Overall, the study concludes that excessive compensation is associated with poor firm performance and that the evidence is consistent with cronyism. The findings suggest that excessive compensation may be due to mutual back scratching or cronyism rather than firm complexity. The study provides evidence that excessive compensation has an effect on firm performance that is independent of the poor governance variables discussed in previous studies.This paper investigates the relationship between CEO and director compensation and firm performance, hypothesizing that excessive compensation may be linked to cronyism or weak corporate governance. Using data from Standard and Poor’s Execucomp and COMPUSTAT, the authors model CEO and director compensation using firm, CEO, and governance characteristics. They find a significant positive relationship between CEO and director compensation, which could be due to unobserved firm complexity or excessive compensation associated with cronyism. They also find that excess compensation is associated with firm underperformance, suggesting that excessive compensation may negatively affect firm performance.
The study tests whether excessive compensation for CEOs and directors is linked to poor firm performance. They use a fixed effects model and find that firm performance, measured by future excess returns, is negatively related to excess director compensation. This result supports the cronyism hypothesis, suggesting that excessive compensation may be due to mutual back scratching or cronyism rather than firm complexity.
The authors also examine the impact of director compensation on CEO compensation and find a significant positive relationship between the two.

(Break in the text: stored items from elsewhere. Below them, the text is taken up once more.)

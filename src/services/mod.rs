pub mod analysis_client;
pub mod analysis_controller;
pub mod renderer;
pub mod result_parser;
pub mod upload_controller;

pub use analysis_client::{AnalysisService, ColumnsRequest, HttpAnalysisService, PlotRequest, UploadFile};
pub use analysis_controller::AnalysisController;
pub use renderer::{RenderModel, ResultRenderer};
pub use result_parser::{ResultParser, UploadResponse};
pub use upload_controller::UploadController;
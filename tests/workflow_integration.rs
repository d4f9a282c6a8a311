//! Integration tests driving the controllers against a scripted service

use pretty_assertions::assert_eq;
use statlens::core::{
    CellValue, ClientError, ClientResult, SharedState, ViewMode, WorkflowState, lock_state, shared_state,
};
use statlens::services::renderer::{NOT_AVAILABLE, UniqueCell};
use statlens::services::{
    AnalysisController, AnalysisService, ColumnsRequest, PlotRequest, ResultRenderer, UploadController,
    UploadFile,
};
use std::collections::{HashMap, VecDeque};
use std::sync::{Arc, Mutex};
use tokio::sync::oneshot;

const UPLOAD_OK: &str = r#"{
    "message": "File uploaded successfully",
    "filename": "sales.csv",
    "head": [
        {"region": "north", "units": 10, "price": 2.5, "discount": NaN, "returns": 0},
        {"region": "south", "units": NaN, "price": 3.0, "discount": 0.1, "returns": 1}
    ]
}"#;

const REPORT: &str = r#"{
    "message": "ok",
    "data": {
        "data_types": {"region": "object", "units": "float64", "price": "float64", "returns": "int64"},
        "missing_values": {"region": 2, "units": 1, "price": 0, "returns": 3},
        "unique_values": {"region": ["north", "south"], "units": 7, "price": 9, "returns": 2},
        "summary_statistics": {
            "units": "{'count': 9.0, 'mean': 11.5, 'std': nan, 'min': 1.0, '25%': 4.0, '50%': 10.0, '75%': 15.0, 'max': 30.0}",
            "price": "{'count': 10.0, 'mean': oops",
            "returns": "{'count': 7.0, 'mean': 0.5, 'std': 0.5, 'min': 0.0, '25%': 0.0, '50%': 1.0, '75%': 1.0, 'max': 1.0}"
        },
        "shape": [10, 5]
    }
}"#;

fn report_for(column: &str) -> String {
    format!(
        r#"{{"data": {{"data_types": {{"{column}": "int64"}}, "missing_values": {{"{column}": 0}},
        "unique_values": {{"{column}": 1}}, "summary_statistics": {{}}}}}}"#
    )
}

struct Scripted {
    gate: Option<oneshot::Receiver<()>>,
    body: ClientResult<String>,
}

/// Service double: counts calls, records requests and replays scripted bodies
#[derive(Default)]
struct FakeService {
    scripts: Mutex<HashMap<&'static str, VecDeque<Scripted>>>,
    calls: Mutex<HashMap<&'static str, usize>>,
    plots: Mutex<Vec<PlotRequest>>,
    trains: Mutex<Vec<ColumnsRequest>>,
    fills: Mutex<Vec<ColumnsRequest>>,
}

impl FakeService {
    fn script(&self, endpoint: &'static str, body: ClientResult<&str>) {
        self.script_gated(endpoint, None, body);
    }

    fn script_gated(&self, endpoint: &'static str, gate: Option<oneshot::Receiver<()>>, body: ClientResult<&str>) {
        self.scripts
            .lock()
            .unwrap()
            .entry(endpoint)
            .or_default()
            .push_back(Scripted {
                gate,
                body: body.map(str::to_string),
            });
    }

    fn calls(&self, endpoint: &str) -> usize {
        self.calls.lock().unwrap().get(endpoint).copied().unwrap_or(0)
    }

    fn total_calls(&self) -> usize {
        self.calls.lock().unwrap().values().sum()
    }

    async fn reply(&self, endpoint: &'static str) -> ClientResult<String> {
        *self.calls.lock().unwrap().entry(endpoint).or_default() += 1;
        let next = self
            .scripts
            .lock()
            .unwrap()
            .get_mut(endpoint)
            .and_then(VecDeque::pop_front);
        let Some(scripted) = next else {
            return Err(ClientError::NetworkFailure(format!("nothing scripted for {endpoint}")));
        };
        if let Some(gate) = scripted.gate {
            let _ = gate.await;
        }
        scripted.body
    }
}

impl AnalysisService for FakeService {
    async fn upload(&self, _file: UploadFile) -> ClientResult<String> {
        self.reply("upload").await
    }

    async fn describe(&self) -> ClientResult<String> {
        self.reply("describe").await
    }

    async fn tail(&self) -> ClientResult<String> {
        self.reply("tail").await
    }

    async fn plot(&self, request: &PlotRequest) -> ClientResult<String> {
        self.plots.lock().unwrap().push(request.clone());
        self.reply("plot").await
    }

    async fn train(&self, request: &ColumnsRequest) -> ClientResult<String> {
        self.trains.lock().unwrap().push(request.clone());
        self.reply("train").await
    }

    async fn fill_missing(&self, request: &ColumnsRequest) -> ClientResult<String> {
        self.fills.lock().unwrap().push(request.clone());
        self.reply("fillna").await
    }
}

struct Harness {
    service: Arc<FakeService>,
    state: SharedState,
    uploads: UploadController<FakeService>,
    analysis: AnalysisController<FakeService>,
}

fn harness() -> Harness {
    let service = Arc::new(FakeService::default());
    let state = shared_state(WorkflowState::new());
    Harness {
        uploads: UploadController::new(Arc::clone(&service), Arc::clone(&state)),
        analysis: AnalysisController::new(Arc::clone(&service), Arc::clone(&state)),
        service,
        state,
    }
}

fn csv() -> UploadFile {
    UploadFile::new("local.csv", b"region,units\nnorth,10\n".to_vec())
}

/// Upload the standard dataset, show its preview and tick `columns`
async fn uploaded_with(h: &Harness, columns: &[&str]) {
    h.service.script("upload", Ok(UPLOAD_OK));
    h.uploads.submit(Some(csv())).await.unwrap();
    assert!(h.analysis.load_preview());
    let mut state = lock_state(&h.state);
    for column in columns {
        assert!(state.set_column_checked(column, true));
    }
}

#[tokio::test]
async fn test_submit_without_file_makes_no_request() {
    let h = harness();
    let err = h.uploads.submit(None).await.unwrap_err();
    assert_eq!(err, ClientError::NoFileSelected);
    assert_eq!(h.service.total_calls(), 0);
    let state = lock_state(&h.state);
    assert!(state.dataset().is_none());
    assert_eq!(state.last_error(), Some(&ClientError::NoFileSelected));
}

#[tokio::test]
async fn test_upload_commits_titles_and_nulls() {
    let h = harness();
    h.service.script("upload", Ok(UPLOAD_OK));
    let handle = h.uploads.submit(Some(csv())).await.unwrap();
    assert_eq!(handle.name, "sales.csv");

    {
        let state = lock_state(&h.state);
        assert_eq!(
            state.column_titles().to_vec(),
            vec!["region", "units", "price", "discount", "returns"]
        );
        assert!(state.preview().is_empty());
        assert!(state.column_picker_visible());
        assert!(state.status().unwrap().message.contains("5 columns"));
        assert_eq!(state.fetched_preview()[0].get("discount"), Some(&CellValue::Null));
    }

    let model = ResultRenderer::render(&lock_state(&h.state));
    assert!(model.preview.is_none());
    assert_eq!(model.column_picker.unwrap().items.len(), 5);

    assert!(h.analysis.load_preview());
    let model = ResultRenderer::render(&lock_state(&h.state));
    let preview = model.preview.unwrap();
    assert!(preview.headers[0].highlighted);
    assert_eq!(preview.rows[1][1], "");
    assert_eq!(model.column_picker.unwrap().items.len(), 5);
}

#[tokio::test]
async fn test_failed_upload_leaves_state_unchanged() {
    let h = harness();
    uploaded_with(&h, &["units", "price"]).await;

    h.service.script("upload", Err(ClientError::NetworkFailure("500: boom".into())));
    let err = h.uploads.submit(Some(csv())).await.unwrap_err();
    assert!(matches!(err, ClientError::NetworkFailure(_)));

    h.service.script("upload", Ok(r#"{"message": "ok"}"#));
    let err = h.uploads.submit(Some(csv())).await.unwrap_err();
    assert!(matches!(err, ClientError::UnexpectedResponseShape(_)));

    let state = lock_state(&h.state);
    assert_eq!(state.dataset().map(|d| d.name.as_str()), Some("sales.csv"));
    assert_eq!(state.selected().to_vec(), vec!["units", "price"]);
    assert_eq!(state.preview().len(), 2);
}

#[tokio::test]
async fn test_plot_needs_two_columns() {
    let h = harness();
    uploaded_with(&h, &["units"]).await;

    let err = h.analysis.plot_pair().await.unwrap_err();
    assert_eq!(err, ClientError::InsufficientSelection { required: 2, selected: 1 });
    assert_eq!(h.service.calls("plot"), 0);

    lock_state(&h.state).set_column_checked("price", true);
    lock_state(&h.state).set_column_checked("returns", true);
    h.service.script("plot", Ok(r#"{"message": "Scatter plot created"}"#));
    assert_eq!(h.analysis.plot_pair().await.unwrap(), "Scatter plot created");
    assert_eq!(
        h.service.plots.lock().unwrap().clone(),
        vec![PlotRequest {
            column1: "units".into(),
            column2: "price".into()
        }]
    );
}

#[tokio::test]
async fn test_regression_targets_last_selected_column() {
    for columns in [
        vec!["units", "price"],
        vec!["units", "price", "returns"],
        vec!["region", "units", "price", "discount", "returns"],
    ] {
        let h = harness();
        uploaded_with(&h, &columns).await;
        h.analysis.request_regression_form().unwrap();

        let model = ResultRenderer::render(&lock_state(&h.state));
        let form = model.regression_form.unwrap();
        let features: Vec<&str> = form.features.iter().map(|f| f.label.as_str()).collect();
        assert_eq!(features, columns[..columns.len() - 1].to_vec());
        assert_eq!(form.target.unwrap().label, *columns.last().unwrap());
        assert!(model.column_picker.is_none());

        h.service.script("train", Ok(r#"{"mse": 0.125}"#));
        assert_eq!(h.analysis.run_regression().await.unwrap(), 0.125);
        let trains = h.service.trains.lock().unwrap().clone();
        assert_eq!(trains.len(), 1);
        assert_eq!(trains[0].selected_columns, columns.iter().map(|c| c.to_string()).collect::<Vec<_>>());
        assert_eq!(lock_state(&h.state).mse(), Some(0.125));
    }
}

#[tokio::test]
async fn test_regression_with_one_column_is_a_no_op() {
    let h = harness();
    uploaded_with(&h, &["units"]).await;

    assert!(h.analysis.request_regression_form().is_err());
    assert_eq!(lock_state(&h.state).view_mode(), ViewMode::ColumnPicker);

    let err = h.analysis.run_regression().await.unwrap_err();
    assert_eq!(err, ClientError::InsufficientSelection { required: 2, selected: 1 });
    assert_eq!(h.service.calls("train"), 0);
    assert_eq!(lock_state(&h.state).mse(), None);
}

#[tokio::test]
async fn test_report_isolates_malformed_statistics() {
    let h = harness();
    uploaded_with(&h, &[]).await;
    h.service.script("describe", Ok(REPORT));
    h.analysis.load_descriptive_report().await.unwrap();

    let model = ResultRenderer::render(&lock_state(&h.state));
    let report = model.report.unwrap();
    assert_eq!(report.overview.as_deref(), Some("10 rows x 5 columns"));

    let stats = &report.statistics;
    assert_eq!(stats.columns, vec!["units", "price", "returns"]);
    let mean = stats.rows.iter().find(|r| r.statistic == "mean").unwrap();
    assert_eq!(mean.values, vec!["11.5", NOT_AVAILABLE, "0.5"]);
    let std = stats.rows.iter().find(|r| r.statistic == "std").unwrap();
    assert_eq!(std.values[0], NOT_AVAILABLE);

    let offered: Vec<(&str, bool)> = report
        .missing_values
        .iter()
        .map(|r| (r.column.as_str(), r.remove_nulls))
        .collect();
    assert_eq!(
        offered,
        vec![("region", false), ("units", true), ("price", false), ("returns", true)]
    );

    let region = report.unique_values.iter().find(|r| r.column == "region").unwrap();
    assert_eq!(region.value, UniqueCell::List(vec!["north".into(), "south".into()]));
    let units = report.unique_values.iter().find(|r| r.column == "units").unwrap();
    assert_eq!(units.value, UniqueCell::Scalar("7".into()));
}

#[tokio::test]
async fn test_failed_report_keeps_previous_one() {
    let h = harness();
    h.service.script("describe", Ok(REPORT));
    h.analysis.load_descriptive_report().await.unwrap();

    h.service.script("describe", Ok(r#"{"error": "No file uploaded yet"}"#));
    assert!(h.analysis.load_descriptive_report().await.is_err());

    let state = lock_state(&h.state);
    assert_eq!(state.report().unwrap().data_types.len(), 4);
    assert!(state.last_error().is_some());
}

#[tokio::test]
async fn test_overlapping_reports_last_response_wins() {
    let h = harness();
    let (first_tx, first_rx) = oneshot::channel();
    let (second_tx, second_rx) = oneshot::channel();
    let first_body = report_for("first");
    let second_body = report_for("second");
    h.service.script_gated("describe", Some(first_rx), Ok(first_body.as_str()));
    h.service.script_gated("describe", Some(second_rx), Ok(second_body.as_str()));

    let local = tokio::task::LocalSet::new();
    local
        .run_until(async {
            let a = h.analysis.clone();
            let b = h.analysis.clone();
            let one = tokio::task::spawn_local(async move { a.load_descriptive_report().await });
            let two = tokio::task::spawn_local(async move { b.load_descriptive_report().await });
            while h.service.calls("describe") < 2 {
                tokio::task::yield_now().await;
            }

            // The later request answers first
            second_tx.send(()).unwrap();
            while lock_state(&h.state).report().is_none() {
                tokio::task::yield_now().await;
            }
            assert!(lock_state(&h.state).report().unwrap().data_types.get("second").is_some());

            first_tx.send(()).unwrap();
            one.await.unwrap().unwrap();
            two.await.unwrap().unwrap();
        })
        .await;

    let state = lock_state(&h.state);
    let report = state.report().unwrap();
    assert!(report.data_types.get("first").is_some());
    assert!(report.data_types.get("second").is_none());
}

#[tokio::test]
async fn test_fill_missing_sends_single_column_without_refresh() {
    let h = harness();
    h.service.script("describe", Ok(REPORT));
    h.analysis.load_descriptive_report().await.unwrap();

    h.service.script(
        "fillna",
        Ok(r#"{"message": "ok", "data": {"mean_values": {"units": 11.5}, "null_values_sum": {"units": 0}, "updated_df": [{"units": 1}]}}"#),
    );
    let outcome = h.analysis.fill_missing("units").await.unwrap();
    assert_eq!(outcome.mean_values.get("units"), Some(&Some(11.5)));
    assert_eq!(outcome.remaining_nulls.get("units"), Some(&0));
    assert_eq!(
        h.service.fills.lock().unwrap().clone(),
        vec![ColumnsRequest {
            selected_columns: vec!["units".into()]
        }]
    );
    assert_eq!(h.service.calls("describe"), 1);
    assert_eq!(lock_state(&h.state).report().unwrap().missing("units"), Some(1));

    let err = h.analysis.fill_missing("").await.unwrap_err();
    assert!(matches!(err, ClientError::InsufficientSelection { .. }));
    assert_eq!(h.service.calls("fillna"), 1);
}

#[tokio::test]
async fn test_tail_keeps_selection_and_view() {
    let h = harness();
    uploaded_with(&h, &["units", "price"]).await;
    h.service.script(
        "tail",
        Ok(r#"{"tail": [{"region": "east", "units": 4, "price": NaN, "discount": 0.0, "returns": 0}]}"#),
    );
    assert_eq!(h.analysis.load_tail().await.unwrap(), 1);

    let state = lock_state(&h.state);
    assert_eq!(state.tail_rows()[0].get("price"), Some(&CellValue::Null));
    assert_eq!(state.selected().to_vec(), vec!["units", "price"]);
    assert_eq!(state.view_mode(), ViewMode::ColumnPicker);
    assert_eq!(state.preview().len(), 2);
}

#[tokio::test]
async fn test_new_upload_prunes_stale_selection() {
    let h = harness();
    uploaded_with(&h, &["units", "region"]).await;

    h.service.script(
        "upload",
        Ok(r#"{"message": "ok", "head": [{"units": 1, "weight": 2}]}"#),
    );
    h.uploads.submit(Some(csv())).await.unwrap();

    let state = lock_state(&h.state);
    assert_eq!(state.dataset().unwrap().name, "local.csv");
    assert_eq!(state.selected().to_vec(), vec!["units"]);
    assert_eq!(state.column_titles().to_vec(), vec!["units", "weight"]);
}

They test whether this relationship is due to cronyism or firm complexity and find that the negative relationship between excess compensation and firm performance is consistent with the cronyism hypothesis. They further test the robustness of their findings and find that excess director compensation is significantly positively related to variables associated with poor governance. These results suggest that excessive compensation is associated with poor governance and that the relationship between CEO and director compensation is not fully captured by governance quality variables.
Overall, the study concludes that excessive compensation is associated with poor firm performance and that the evidence is consistent with cronyism. The findings suggest that excessive compensation may be due to mutual back scratching or cronyism rather than firm complexity. The study provides evidence that excessive compensation has an effect on firm performance that is independent of the poor governance variables discussed in previous studies.